• What the task asks
Go through the records and write each one out again exactly.

Collected data:
▼▼▼
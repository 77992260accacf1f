//! Lexical errors.

use thiserror::Error;

/// A malformed token.
///
/// Every variant carries the 1-based line on which the offending token
/// started, so the compiler can report it without re-scanning.
#[derive(Clone, Debug, Error, PartialEq, Eq)]
pub enum LexError {
    #[error("line {line}: bad escape sequence `\\{escape}`")]
    BadEscape { escape: String, line: u32 },
    #[error("line {line}: unterminated string")]
    UnterminatedString { line: u32 },
    #[error("line {line}: malformed number `{text}`")]
    BadNumber { text: String, line: u32 },
    #[error("line {line}: unexpected character `{ch}`")]
    UnexpectedChar { ch: char, line: u32 },
}

impl LexError {
    /// Line on which the offending token started.
    pub fn line(&self) -> u32 {
        match self {
            LexError::BadEscape { line, .. }
            | LexError::UnterminatedString { line }
            | LexError::BadNumber { line, .. }
            | LexError::UnexpectedChar { line, .. } => *line,
        }
    }
}
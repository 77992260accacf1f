#![allow(clippy::unwrap_used, reason = "tests unwrap known-good values")]

use crate::interpreter::{Runtime, RuntimeBuilder};
use crate::print_handler::silent_handler;
use crate::value::{RangeValue, Value};
use crate::TernError;
use pretty_assertions::assert_eq;

fn runtime() -> Runtime {
    RuntimeBuilder::new().print_handler(silent_handler()).build()
}

fn eval(src: &str) -> Vec<Value> {
    let mut rt = runtime();
    rt.run_source(src).unwrap();
    rt.stack().to_vec()
}

fn fails_with(src: &str) -> Option<&'static str> {
    let mut rt = runtime();
    let err: TernError = rt.run_source(src).unwrap_err();
    err.as_runtime().and_then(|e| e.kind.code())
}

#[test]
fn len_of_each_kind() {
    assert_eq!(
        eval("[1,2,3] len \"héllo\" len [% 1 2] len 2 7 range len"),
        vec![Value::Int(3), Value::Int(5), Value::Int(1), Value::Int(5)]
    );
    assert_eq!(fails_with("5 len"), Some("notcoll"));
}

#[test]
fn list_indexing() {
    assert_eq!(eval("1 [10,20,30] get"), vec![Value::Int(20)]);
    assert_eq!(eval("-1 [10,20,30] get"), vec![Value::Int(30)]);
    assert_eq!(fails_with("3 [1,2] get"), Some("outofrange"));
    assert_eq!(fails_with("1 5 [1,2] set"), Some("outofrange"));
}

#[test]
fn set_replaces_list_element() {
    let mut rt = runtime();
    rt.run_source("[1,2] !L 9 0 ?L set").unwrap();
    let list = rt.global("L").unwrap();
    assert_eq!(rt.display(&list), "[9,2]");
}

#[test]
fn hashes() {
    assert_eq!(eval("\"b\" [% \"a\" 1, \"b\" 2] get"), vec![Value::Int(2)]);
    assert_eq!(eval("\"z\" [% \"a\" 1] get"), vec![Value::None]);
    let mut rt = runtime();
    rt.run_source("[%] !H 5 `k ?H set `k ?H get ?H len").unwrap();
    assert_eq!(rt.stack(), &[Value::Int(5), Value::Int(1)][..]);
    assert_eq!(fails_with("0 [1] [%] set"), Some("nothashable"));
}

#[test]
fn string_indexing() {
    assert_eq!(eval("1 \"héllo\" get"), vec![Value::str("é")]);
}

#[test]
fn push_and_pop() {
    let mut rt = runtime();
    rt.run_source("[] !L 1 ?L push 2 ?L push ?L pop ?L len").unwrap();
    assert_eq!(rt.stack(), &[Value::Int(2), Value::Int(1)][..]);
    assert_eq!(fails_with("[] pop"), Some("outofrange"));
    assert_eq!(fails_with("1 2 push"), Some("badtype"));
}

#[test]
fn ranges() {
    assert_eq!(eval("0 3 range"), vec![Value::Range(RangeValue::new(0, 3, 1))]);
    assert_eq!(
        eval("10 0 -5 srange each { i }"),
        vec![Value::Int(10), Value::Int(5)]
    );
    assert_eq!(fails_with("0 3 0 srange"), Some("badop"));
    assert_eq!(fails_with("0 1.5 range"), Some("badtype"));
}

#[test]
fn type_names_are_symbols() {
    let mut rt = runtime();
    rt.run_source("1 type \"s\" type [] type").unwrap();
    let names: Vec<String> = rt.stack().iter().map(|v| rt.display(v)).collect();
    assert_eq!(names, vec!["int", "string", "list"]);
}

#[test]
fn conversions() {
    assert_eq!(
        eval("\"12\" int 3 long 1 float 2.5 int"),
        vec![
            Value::Int(12),
            Value::Long(3),
            Value::Float(1.0),
            Value::Int(2)
        ]
    );
    assert_eq!(eval("1 double"), vec![Value::Double(1.0)]);
    assert_eq!(eval("12 str"), vec![Value::str("12")]);
    assert_eq!(eval("none isnone 0 isnone"), vec![Value::Int(1), Value::Int(0)]);
    assert_eq!(fails_with("\"x\" int"), Some("badconv"));
}

#[test]
fn gc_word_reports_freed_objects() {
    let mut rt = runtime();
    rt.run_source("[] !A [?A] !B ?B ?A push 0 !A 0 !B gc").unwrap();
    assert_eq!(rt.stack(), &[Value::Int(2)][..]);
}

#[test]
fn core_words_can_be_left_out() {
    let mut rt = RuntimeBuilder::new()
        .core_words(false)
        .print_handler(silent_handler())
        .build();
    assert!(rt.feed("[1] len").is_err());
}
▲▲▲
• Exercise answer
repository 77992260accacf1f
//! Lexical errors.

use thiserror::Error;

/// A malformed token.
///
/// Every variant carries the 1-based line on which the offending token
/// started, so the compiler can report it without re-scanning.
#[derive(Clone, Debug, Error, PartialEq, Eq)]
pub enum LexError {
    #[error("line {line}: bad escape sequence `\\{escape}`")]
    BadEscape { escape: String, line: u32 },
    #[error("line {line}: unterminated string")]
    UnterminatedString { line: u32 },
    #[error("line {line}: malformed number `{text}`")]
    BadNumber { text: String, line: u32 },
    #[error("line {line}: unexpected character `{ch}`")]
    UnexpectedChar { ch: char, line: u32 },
}

impl LexError {
    /// Line on which the offending token started.
    pub fn line(&self) -> u32 {
        match self {
            LexError::BadEscape { line, .. }
            | LexError::UnterminatedString { line }
            | LexError::BadNumber { line, .. }
            | LexError::UnexpectedChar { line, .. } => *line,
        }
    }
}
repository 77992260accacf1f
#![allow(clippy::unwrap_used, reason = "tests unwrap known-good values")]

use crate::interpreter::{Runtime, RuntimeBuilder};
use crate::print_handler::silent_handler;
use crate::value::{RangeValue, Value};
use crate::TernError;
use pretty_assertions::assert_eq;

fn runtime() -> Runtime {
    RuntimeBuilder::new().print_handler(silent_handler()).build()
}

fn eval(src: &str) -> Vec<Value> {
    let mut rt = runtime();
    rt.run_source(src).unwrap();
    rt.stack().to_vec()
}

fn fails_with(src: &str) -> Option<&'static str> {
    let mut rt = runtime();
    let err: TernError = rt.run_source(src).unwrap_err();
    err.as_runtime().and_then(|e| e.kind.code())
}

#[test]
fn len_of_each_kind() {
    assert_eq!(
        eval("[1,2,3] len \"héllo\" len [% 1 2] len 2 7 range len"),
        vec![Value::Int(3), Value::Int(5), Value::Int(1), Value::Int(5)]
    );
    assert_eq!(fails_with("5 len"), Some("notcoll"));
}

#[test]
fn list_indexing() {
    assert_eq!(eval("1 [10,20,30] get"), vec![Value::Int(20)]);
    assert_eq!(eval("-1 [10,20,30] get"), vec![Value::Int(30)]);
    assert_eq!(fails_with("3 [1,2] get"), Some("outofrange"));
    assert_eq!(fails_with("1 5 [1,2] set"), Some("outofrange"));
}

#[test]
fn set_replaces_list_element() {
    let mut rt = runtime();
    rt.run_source("[1,2] !L 9 0 ?L set").unwrap();
    let list = rt.global("L").unwrap();
    assert_eq!(rt.display(&list), "[9,2]");
}

#[test]
fn hashes() {
    assert_eq!(eval("\"b\" [% \"a\" 1, \"b\" 2] get"), vec![Value::Int(2)]);
    assert_eq!(eval("\"z\" [% \"a\" 1] get"), vec![Value::None]);
    let mut rt = runtime();
    rt.run_source("[%] !H 5 `k ?H set `k ?H get ?H len").unwrap();
    assert_eq!(rt.stack(), &[Value::Int(5), Value::Int(1)][..]);
    assert_eq!(fails_with("0 [1] [%] set"), Some("nothashable"));
}

#[test]
fn string_indexing() {
    assert_eq!(eval("1 \"héllo\" get"), vec![Value::str("é")]);
}

#[test]
fn push_and_pop() {
    let mut rt = runtime();
    rt.run_source("[] !L 1 ?L push 2 ?L push ?L pop ?L len").unwrap();
    assert_eq!(rt.stack(), &[Value::Int(2), Value::Int(1)][..]);
    assert_eq!(fails_with("[] pop"), Some("outofrange"));
    assert_eq!(fails_with("1 2 push"), Some("badtype"));
}

#[test]
fn ranges() {
    assert_eq!(eval("0 3 range"), vec![Value::Range(RangeValue::new(0, 3, 1))]);
    assert_eq!(
        eval("10 0 -5 srange each { i }"),
        vec![Value::Int(10), Value::Int(5)]
    );
    assert_eq!(fails_with("0 3 0 srange"), Some("badop"));
    assert_eq!(fails_with("0 1.5 range"), Some("badtype"));
}

#[test]
fn type_names_are_symbols() {
    let mut rt = runtime();
    rt.run_source("1 type \"s\" type [] type").unwrap();
    let names: Vec<String> = rt.stack().iter().map(|v| rt.display(v)).collect();
    assert_eq!(names, vec!["int", "string", "list"]);
}

#[test]
fn conversions() {
    assert_eq!(
        eval("\"12\" int 3 long 1 float 2.5 int"),
        vec![
            Value::Int(12),
            Value::Long(3),
            Value::Float(1.0),
            Value::Int(2)
        ]
    );
    assert_eq!(eval("1 double"), vec![Value::Double(1.0)]);
    assert_eq!(eval("12 str"), vec![Value::str("12")]);
    assert_eq!(eval("none isnone 0 isnone"), vec![Value::Int(1), Value::Int(0)]);
    assert_eq!(fails_with("\"x\" int"), Some("badconv"));
}

#[test]
fn gc_word_reports_freed_objects() {
    let mut rt = runtime();
    rt.run_source("[] !A [?A] !B ?B ?A push 0 !A 0 !B gc").unwrap();
    assert_eq!(rt.stack(), &[Value::Int(2)][..]);
}

#[test]
fn core_words_can_be_left_out() {
    let mut rt = RuntimeBuilder::new()
        .core_words(false)
        .print_handler(silent_handler())
        .build();
    assert!(rt.feed("[1] len").is_err());
}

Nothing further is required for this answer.